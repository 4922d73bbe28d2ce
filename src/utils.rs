use base64::prelude::BASE64_STANDARD;
use base64::Engine;
use rand::rngs::StdRng;
use rand::{RngCore, SeedableRng};
use sha1::{Digest, Sha1};

pub(crate) const UUID: &str = "258EAFA5-E914-47DA-95CA-C5AB0DC85B11";

/// Computes the `Sec-WebSocket-Accept` value for a handshake key.
pub fn generate_accept(key: &str) -> String {
    let mut sha1 = Sha1::new();
    sha1.update(key.as_bytes());
    sha1.update(UUID.as_bytes());
    BASE64_STANDARD.encode(sha1.finalize())
}

/// Generates a random `Sec-WebSocket-Key` from `length` CSPRNG bytes.
pub fn generate_key(length: usize) -> String {
    let mut rng = StdRng::from_rng(&mut rand::thread_rng());
    let mut random_bytes = vec![0u8; length];
    rng.fill_bytes(&mut random_bytes);
    BASE64_STANDARD.encode(random_bytes)
}

/// Checks an accept value against the expected one for `key` without
/// leaking the mismatch position through timing.
pub fn validate_accept(accept: &str, key: &str) -> bool {
    let expected = generate_accept(key);
    let accept = accept.as_bytes();
    let expected = expected.as_bytes();
    if accept.len() != expected.len() {
        return false;
    }

    let mut diff = 0u8;
    for (a, b) in accept.iter().zip(expected.iter()) {
        diff |= a ^ b;
    }
    diff == 0
}

#[cfg(test)]
mod tests {
    use super::*;

    #[test]
    fn test_accept_for_rfc_sample_key() {
        // Sample handshake from RFC 6455 section 1.3
        let accept = generate_accept("dGhlIHNhbXBsZSBub25jZQ==");
        assert_eq!(accept, "s3pPLMBiTxaQ9kYGzzhZRbK+xOo=");
    }

    #[test]
    fn test_validate_accept_round_trip() {
        let key = generate_key(16);
        let accept = generate_accept(&key);
        assert!(validate_accept(&accept, &key));
    }

    #[test]
    fn test_validate_accept_rejects_tampering() {
        let key = generate_key(16);
        let accept = generate_accept(&key);

        let mut tampered = accept.clone().into_bytes();
        tampered[0] ^= 0x01;
        let tampered = String::from_utf8(tampered).unwrap();
        assert!(!validate_accept(&tampered, &key));

        let mut tampered_key = key.clone().into_bytes();
        tampered_key[0] ^= 0x01;
        let tampered_key = String::from_utf8(tampered_key).unwrap();
        assert!(!validate_accept(&accept, &tampered_key));
    }

    #[test]
    fn test_generate_key_length() {
        let key = generate_key(16);
        assert_eq!(BASE64_STANDARD.decode(key).unwrap().len(), 16);
    }
}
//! Reusable WebSocket endpoint engine for the Tokio stack.
//!
//! This library implements the message layer of the
//! [WebSocket Protocol RFC](https://datatracker.ietf.org/doc/html/rfc6455)
//! shared by client and server roles: an incremental frame parser, a
//! stateful frame compiler with masking and permessage-deflate support, and
//! a [`client::Client`] that turns a duplex byte transport into a stream of
//! typed messages with a bounded close handshake.
//!
//! The HTTP upgrade, TLS and socket establishment are deliberately outside:
//! anything implementing [`transport::Transport`] can carry a connection,
//! and compression is negotiated through the headers produced and parsed in
//! [`compression`]. Heartbeat pings and inbound rate limits are optional
//! collaborators shared across many clients.

pub mod client;
pub mod close;
pub mod compiler;
pub mod compression;
pub mod config;
pub mod error;
pub mod extensions;
pub mod frame;
pub mod heartbeat;
pub mod limiter;
pub mod message;
pub mod metadata;
pub mod parser;
pub mod transport;
pub mod utils;

#[cfg(test)]
mod tests;
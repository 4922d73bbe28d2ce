use crate::error::Error;
use futures::Stream;
use std::pin::Pin;
use std::task::{Context, Poll};
use tokio::sync::mpsc::Receiver;
use tokio_stream::wrappers::ReceiverStream;

#[derive(Debug, Clone, Copy, PartialEq, Eq)]
pub enum MessageKind {
    Text,
    Binary,
}

/// A handle to one received message.
///
/// A message that arrived in a single final frame is buffered; a fragmented
/// message is handed out while its continuation frames are still in flight
/// and yields payload chunks as they arrive. Either form can be consumed
/// chunk-by-chunk through the `Stream` impl or collected with
/// [`Message::buffer`].
///
/// A streaming message whose connection dies before the final fragment
/// yields a final `Err` chunk carrying the close information.
pub struct Message {
    kind: MessageKind,
    body: Body,
}

enum Body {
    Buffered(Option<Vec<u8>>),
    Streaming(ReceiverStream<Result<Vec<u8>, Error>>),
}

impl Message {
    pub(crate) fn buffered(kind: MessageKind, payload: Vec<u8>) -> Self {
        Self {
            kind,
            body: Body::Buffered(Some(payload)),
        }
    }

    pub(crate) fn streaming(kind: MessageKind, chunks: Receiver<Result<Vec<u8>, Error>>) -> Self {
        Self {
            kind,
            body: Body::Streaming(ReceiverStream::new(chunks)),
        }
    }

    pub fn kind(&self) -> MessageKind {
        self.kind
    }

    pub fn is_text(&self) -> bool {
        self.kind == MessageKind::Text
    }

    /// Whether the message is still being received.
    pub fn is_streaming(&self) -> bool {
        matches!(self.body, Body::Streaming(_))
    }

    /// Reads the message to its end and returns the full payload.
    pub async fn buffer(mut self) -> Result<Vec<u8>, Error> {
        use futures::StreamExt;

        match self.body {
            Body::Buffered(ref mut payload) => Ok(payload.take().unwrap_or_default()),
            Body::Streaming(ref mut chunks) => {
                let mut payload = Vec::new();
                while let Some(chunk) = chunks.next().await {
                    payload.extend(chunk?);
                }
                Ok(payload)
            }
        }
    }

    /// Reads the message to its end as a string. The payload of a text
    /// message has already been UTF-8 validated by the parser.
    pub async fn text(self) -> Result<String, Error> {
        Ok(String::from_utf8(self.buffer().await?)?)
    }
}

impl Stream for Message {
    type Item = Result<Vec<u8>, Error>;

    fn poll_next(self: Pin<&mut Self>, cx: &mut Context<'_>) -> Poll<Option<Self::Item>> {
        let this = self.get_mut();
        match &mut this.body {
            Body::Buffered(payload) => Poll::Ready(payload.take().map(Ok)),
            Body::Streaming(chunks) => Pin::new(chunks).poll_next(cx),
        }
    }
}

impl std::fmt::Debug for Message {
    fn fmt(&self, f: &mut std::fmt::Formatter<'_>) -> std::fmt::Result {
        let mut debug = f.debug_struct("Message");
        debug.field("kind", &self.kind);
        match &self.body {
            Body::Buffered(payload) => {
                debug.field("len", &payload.as_ref().map(Vec::len).unwrap_or_default())
            }
            Body::Streaming(_) => debug.field("streaming", &true),
        };
        debug.finish()
    }
}

#[cfg(test)]
mod tests {
    use super::*;
    use futures::StreamExt;
    use tokio::sync::mpsc;

    #[tokio::test]
    async fn test_buffered_message() {
        let message = Message::buffered(MessageKind::Text, b"hello".to_vec());
        assert!(message.is_text());
        assert!(!message.is_streaming());
        assert_eq!(message.text().await.unwrap(), "hello");
    }

    #[tokio::test]
    async fn test_buffered_message_as_stream() {
        let mut message = Message::buffered(MessageKind::Binary, b"chunk".to_vec());
        assert_eq!(message.next().await.unwrap().unwrap(), b"chunk");
        assert!(message.next().await.is_none());
    }

    #[tokio::test]
    async fn test_streaming_message_collects_chunks() {
        let (tx, rx) = mpsc::channel(4);
        let message = Message::streaming(MessageKind::Binary, rx);

        tokio::spawn(async move {
            tx.send(Ok(b"first ".to_vec())).await.unwrap();
            tx.send(Ok(b"second".to_vec())).await.unwrap();
        });

        assert_eq!(message.buffer().await.unwrap(), b"first second");
    }

    #[tokio::test]
    async fn test_streaming_message_surfaces_connection_error() {
        let (tx, rx) = mpsc::channel(4);
        let message = Message::streaming(MessageKind::Binary, rx);

        tokio::spawn(async move {
            tx.send(Ok(b"partial".to_vec())).await.unwrap();
            tx.send(Err(Error::closed(
                crate::close::CloseCode::ABNORMAL_CLOSE,
                "TCP connection closed unexpectedly",
            )))
            .await
            .unwrap();
        });

        assert!(message.buffer().await.is_err());
    }
}
use std::time::Duration;

/// Tunables for a single endpoint.
///
/// `Default` carries the server-oriented values; [`WebSocketConfig::client`]
/// raises the size limits and effectively disables the inbound rate limits,
/// since a client only ever reads from the one server it chose to talk to.
#[derive(Debug, Clone)]
pub struct WebSocketConfig {
    /// Bytes buffered from a streamed send before a frame is emitted.
    pub stream_threshold: usize,
    /// Maximum payload carried by a single outgoing frame; larger messages
    /// are fragmented.
    pub frame_split_threshold: usize,
    /// Maximum accepted payload of a single incoming frame.
    pub frame_size_limit: usize,
    /// Maximum accepted aggregate size of a fragmented incoming message.
    pub message_size_limit: usize,
    /// Inbound byte budget per one-second window.
    pub bytes_per_second_limit: usize,
    /// Inbound frame budget per one-second window.
    pub frames_per_second_limit: usize,
    /// Reject incoming binary messages.
    pub text_only: bool,
    /// Enforce UTF-8 on incoming text messages.
    pub validate_utf8: bool,
    /// Bound on each half of the close handshake.
    pub close_period: Duration,
    /// Negotiate permessage-deflate during the upgrade.
    pub compression_enabled: bool,
    /// Ping idle peers periodically.
    pub heartbeat_enabled: bool,
    /// Interval between heartbeat pings.
    pub heartbeat_period: Duration,
    /// Unanswered pings tolerated before the connection is closed with a
    /// policy violation.
    pub queued_ping_limit: u32,
}

impl Default for WebSocketConfig {
    fn default() -> Self {
        WebSocketConfig {
            stream_threshold: 32768,
            frame_split_threshold: 32768,
            frame_size_limit: 2097152,
            message_size_limit: 10485760,
            bytes_per_second_limit: 1048576,
            frames_per_second_limit: 100,
            text_only: false,
            validate_utf8: true,
            close_period: Duration::from_secs(3),
            compression_enabled: true,
            heartbeat_enabled: true,
            heartbeat_period: Duration::from_secs(10),
            queued_ping_limit: 3,
        }
    }
}

impl WebSocketConfig {
    pub fn client() -> Self {
        WebSocketConfig {
            frame_size_limit: 104857600,
            message_size_limit: 1073741824,
            bytes_per_second_limit: usize::MAX,
            frames_per_second_limit: usize::MAX,
            ..WebSocketConfig::default()
        }
    }
}
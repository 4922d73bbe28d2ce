use time::OffsetDateTime;

/// An RFC 6455 close status code.
///
/// The constants cover the registered codes from the protocol plus the
/// reserved sentinels (`NONE`, `ABNORMAL_CLOSE`, `TLS_ERROR`) that may only
/// appear in locally recorded close info, never on the wire.
#[derive(Debug, Clone, Copy, PartialEq, Eq, Hash)]
pub struct CloseCode(u16);

impl CloseCode {
    pub const NORMAL_CLOSE: CloseCode = CloseCode(1000);
    pub const GOING_AWAY: CloseCode = CloseCode(1001);
    pub const PROTOCOL_ERROR: CloseCode = CloseCode(1002);
    pub const UNACCEPTABLE_TYPE: CloseCode = CloseCode(1003);
    pub const NONE: CloseCode = CloseCode(1005);
    pub const ABNORMAL_CLOSE: CloseCode = CloseCode(1006);
    pub const INCONSISTENT_FRAME_DATA_TYPE: CloseCode = CloseCode(1007);
    pub const POLICY_VIOLATION: CloseCode = CloseCode(1008);
    pub const MESSAGE_TOO_LARGE: CloseCode = CloseCode(1009);
    pub const EXPECTED_EXTENSION_MISSING: CloseCode = CloseCode(1010);
    pub const UNEXPECTED_SERVER_ERROR: CloseCode = CloseCode(1011);
    pub const SERVICE_RESTARTING: CloseCode = CloseCode(1012);
    pub const TRY_AGAIN_LATER: CloseCode = CloseCode(1013);
    pub const BAD_GATEWAY: CloseCode = CloseCode(1014);
    pub const TLS_ERROR: CloseCode = CloseCode(1015);

    pub const fn new(code: u16) -> Self {
        CloseCode(code)
    }

    pub const fn code(self) -> u16 {
        self.0
    }

    pub fn name(self) -> &'static str {
        match self.0 {
            1000 => "normal closure",
            1001 => "going away",
            1002 => "protocol error",
            1003 => "unacceptable data type",
            1005 => "no status code",
            1006 => "abnormal closure",
            1007 => "inconsistent frame data type",
            1008 => "policy violation",
            1009 => "message too large",
            1010 => "expected extension missing",
            1011 => "unexpected server error",
            1012 => "service restarting",
            1013 => "try again later",
            1014 => "bad gateway",
            1015 => "TLS handshake failure",
            3000..=3999 => "registered",
            4000..=4999 => "application-defined",
            _ => "unknown",
        }
    }

    /// Whether a peer closing with this code counts as an anticipated
    /// shutdown rather than a failure.
    pub fn is_expected(self) -> bool {
        matches!(self.0, 1000 | 1001)
    }

    /// Whether the code may be carried in a close frame payload. The
    /// reserved ranges must never appear on the wire.
    pub fn is_valid_on_wire(code: u16) -> bool {
        match code {
            0..=999 => false,
            1004..=1006 => false,
            1014..=1015 => false,
            1016..=2999 => false,
            5000..=u16::MAX => false,
            _ => true,
        }
    }
}

impl From<u16> for CloseCode {
    fn from(code: u16) -> Self {
        CloseCode(code)
    }
}

impl std::fmt::Display for CloseCode {
    fn fmt(&self, f: &mut std::fmt::Formatter<'_>) -> std::fmt::Result {
        write!(f, "{}", self.0)
    }
}

/// Close reasons travel in the close frame payload after the two code
/// bytes, and control payloads are capped at 125 bytes overall.
pub const MAX_CLOSE_REASON_LENGTH: usize = 123;

#[derive(Debug, Clone)]
pub struct CloseInfo {
    pub code: CloseCode,
    pub reason: String,
    pub timestamp: OffsetDateTime,
    pub by_peer: bool,
}

impl CloseInfo {
    pub fn new(code: CloseCode, reason: impl Into<String>, by_peer: bool) -> Self {
        Self {
            code,
            reason: reason.into(),
            timestamp: OffsetDateTime::now_utc(),
            by_peer,
        }
    }

    pub fn is_expected(&self) -> bool {
        self.code.is_expected()
    }
}
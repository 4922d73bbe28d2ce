use crate::close::{CloseCode, CloseInfo, MAX_CLOSE_REASON_LENGTH};
use crate::compiler::FrameCompiler;
use crate::compression::DeflateContext;
use crate::config::WebSocketConfig;
use crate::error::Error;
use crate::frame::{Frame, OpCode, Role};
use crate::heartbeat::HeartbeatQueue;
use crate::limiter::RateLimiter;
use crate::message::{Message, MessageKind};
use crate::metadata::ClientMetadata;
use crate::parser::Parser;
use crate::transport::{TlsInfo, Transport};
use futures::{Stream, StreamExt};
use log::{debug, warn};
use std::io;
use std::net::SocketAddr;
use std::sync::atomic::{AtomicBool, AtomicU64, Ordering};
use std::sync::{Arc, Mutex as StdMutex};
use time::OffsetDateTime;
use tokio::io::{AsyncReadExt, AsyncWriteExt, ReadHalf, WriteHalf};
use tokio::sync::mpsc::{self, Receiver, Sender};
use tokio::sync::{Mutex, Notify};
use tokio::task::JoinHandle;
use tokio::time::timeout_at;
use tokio::time::Instant;

static NEXT_CLIENT_ID: AtomicU64 = AtomicU64::new(1);

type BoxTransport = Box<dyn Transport>;
type OnClose = Box<dyn FnOnce(u64, CloseInfo) + Send>;
type ChunkSender = Sender<Result<Vec<u8>, Error>>;

const MESSAGE_QUEUE_CAPACITY: usize = 16;
const CHUNK_QUEUE_CAPACITY: usize = 16;

/// A WebSocket endpoint over an established, already-upgraded transport.
///
/// The client owns its transport exclusively: a spawned read loop feeds the
/// incoming side, writes go through an internal serializer so that at most
/// one write (including a whole streamed message) is in flight, and the
/// close handshake is bounded by the configured close period no matter what
/// the peer does.
///
/// Dropping the handle cancels the read loop, completes the message queue
/// and closes the transport; nothing is left running.
pub struct Client {
    shared: Arc<ClientShared>,
    messages: Receiver<Result<Message, Error>>,
    read_task: JoinHandle<()>,
}

impl Client {
    pub fn new<T: Transport + 'static>(
        transport: T,
        role: Role,
        config: WebSocketConfig,
        compression: Option<DeflateContext>,
        heartbeat: Option<HeartbeatQueue>,
        limiter: Option<RateLimiter>,
    ) -> Self {
        let id = NEXT_CLIENT_ID.fetch_add(1, Ordering::Relaxed);
        let local_addr = transport.local_addr();
        let remote_addr = transport.remote_addr();
        let tls = transport.tls_info();

        let boxed: BoxTransport = Box::new(transport);
        let (read_half, write_half) = tokio::io::split(boxed);

        let compression = compression.map(|context| Arc::new(StdMutex::new(context)));
        let parser = Parser::new(role, &config, compression.clone());
        let compiler = FrameCompiler::new(role, compression.clone());

        let (queue_tx, queue_rx) = mpsc::channel(MESSAGE_QUEUE_CAPACITY);

        let heartbeat = if config.heartbeat_enabled {
            heartbeat
        } else {
            None
        };

        let shared = Arc::new(ClientShared {
            id,
            config,
            metadata: StdMutex::new(ClientMetadata::new(id, compression.is_some())),
            writer: Mutex::new(FrameWriter {
                transport: write_half,
                compiler,
            }),
            close_info: StdMutex::new(None),
            closing: AtomicBool::new(false),
            closed: AtomicBool::new(false),
            close_seen: AtomicBool::new(false),
            peer_close: Notify::new(),
            shutdown: Notify::new(),
            on_close: StdMutex::new(Vec::new()),
            heartbeat,
            limiter,
            local_addr,
            remote_addr,
            tls,
        });

        if let Some(queue) = &shared.heartbeat {
            queue.register(id, Arc::downgrade(&shared));
        }

        let read_task = tokio::spawn(read_loop(shared.clone(), read_half, parser, queue_tx));

        Client {
            shared,
            messages: queue_rx,
            read_task,
        }
    }

    pub fn id(&self) -> u64 {
        self.shared.id
    }

    /// The next incoming message.
    ///
    /// Returns `Ok(None)` once the connection has closed and every queued
    /// message was consumed; protocol, size-limit and IO violations arrive
    /// as an `Err` carrying the recorded close code and reason. The future
    /// is cancel safe: dropping it does not consume a message.
    pub async fn receive(&mut self) -> Result<Option<Message>, Error> {
        match self.messages.recv().await {
            Some(Ok(message)) => Ok(Some(message)),
            Some(Err(error)) => Err(error),
            None => Ok(None),
        }
    }

    pub async fn send_text(&self, text: String) -> Result<(), Error> {
        self.shared
            .send_message(MessageKind::Text, text.into_bytes())
            .await
    }

    pub async fn send_binary(&self, data: Vec<u8>) -> Result<(), Error> {
        self.shared.send_message(MessageKind::Binary, data).await
    }

    /// Sends a text message from a finite chunk stream without buffering it
    /// whole.
    pub async fn stream_text<S>(&self, stream: S) -> Result<(), Error>
    where
        S: Stream<Item = io::Result<Vec<u8>>> + Unpin,
    {
        self.shared.stream_message(MessageKind::Text, stream).await
    }

    pub async fn stream_binary<S>(&self, stream: S) -> Result<(), Error>
    where
        S: Stream<Item = io::Result<Vec<u8>>> + Unpin,
    {
        self.shared
            .stream_message(MessageKind::Binary, stream)
            .await
    }

    /// Sends one ping, best effort. The payload carries the ping counter so
    /// the matching pong reports how many pings the peer has seen.
    pub async fn ping(&self) {
        self.shared.ping().await;
    }

    /// Starts (or joins) the close handshake. The first caller decides the
    /// code and reason; later calls return the recorded close info without
    /// touching the wire. Bounded by the configured close period.
    pub async fn close(&self, code: CloseCode, reason: &str) -> CloseInfo {
        self.shared.close(code, reason).await
    }

    /// Registers a callback fired exactly once with `(id, close_info)`
    /// after the transport has closed. Registering on an already-closed
    /// client fires immediately.
    pub fn on_close<F>(&self, callback: F)
    where
        F: FnOnce(u64, CloseInfo) + Send + 'static,
    {
        self.shared.add_on_close(Box::new(callback));
    }

    /// A point-in-time copy of the connection counters and timestamps.
    pub fn metadata(&self) -> ClientMetadata {
        self.shared.with_metadata(|metadata| metadata.clone())
    }

    pub fn close_info(&self) -> Option<CloseInfo> {
        self.shared
            .close_info
            .lock()
            .unwrap_or_else(|e| e.into_inner())
            .clone()
    }

    pub fn is_closed(&self) -> bool {
        self.shared.closed.load(Ordering::SeqCst)
    }

    pub fn local_addr(&self) -> Option<SocketAddr> {
        self.shared.local_addr
    }

    pub fn remote_addr(&self) -> Option<SocketAddr> {
        self.shared.remote_addr
    }

    pub fn tls_info(&self) -> Option<TlsInfo> {
        self.shared.tls.clone()
    }
}

impl Drop for Client {
    fn drop(&mut self) {
        self.read_task.abort();

        let info = CloseInfo::new(CloseCode::GOING_AWAY, "Client dropped", false);
        {
            let mut slot = self
                .shared
                .close_info
                .lock()
                .unwrap_or_else(|e| e.into_inner());
            if slot.is_some() {
                return;
            }
            *slot = Some(info.clone());
            self.shared.closing.store(true, Ordering::SeqCst);
        }

        // Tear the transport down without a handshake; there is nobody left
        // to wait for the peer's reply.
        if let Ok(handle) = tokio::runtime::Handle::try_current() {
            let shared = self.shared.clone();
            handle.spawn(async move {
                let mut writer = shared.writer.lock().await;
                let _ = writer.transport.shutdown().await;
                drop(writer);
                shared.finish_close(&info);
            });
        } else {
            self.shared.finish_close(&info);
        }
    }
}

⁂

Reproduce exactly the section above that begins at the line containing "pub fn validate_accept(accept: &str, key: &str)" and ends at the line containing "tampered_key[0] ^= 0x01;", leaving out all other lines.

▶ _Output of the exercise_
pub fn validate_accept(accept: &str, key: &str) -> bool {
    let expected = generate_accept(key);
    let accept = accept.as_bytes();
    let expected = expected.as_bytes();
    if accept.len() != expected.len() {
        return false;
    }

    let mut diff = 0u8;
    for (a, b) in accept.iter().zip(expected.iter()) {
        diff |= a ^ b;
    }
    diff == 0
}

#[cfg(test)]
mod tests {
    use super::*;

    #[test]
    fn test_accept_for_rfc_sample_key() {
        // Sample handshake from RFC 6455 section 1.3
        let accept = generate_accept("dGhlIHNhbXBsZSBub25jZQ==");
        assert_eq!(accept, "s3pPLMBiTxaQ9kYGzzhZRbK+xOo=");
    }

    #[test]
    fn test_validate_accept_round_trip() {
        let key = generate_key(16);
        let accept = generate_accept(&key);
        assert!(validate_accept(&accept, &key));
    }

    #[test]
    fn test_validate_accept_rejects_tampering() {
        let key = generate_key(16);
        let accept = generate_accept(&key);

        let mut tampered = accept.clone().into_bytes();
        tampered[0] ^= 0x01;
        let tampered = String::from_utf8(tampered).unwrap();
        assert!(!validate_accept(&tampered, &key));

        let mut tampered_key = key.clone().into_bytes();
        tampered_key[0] ^= 0x01;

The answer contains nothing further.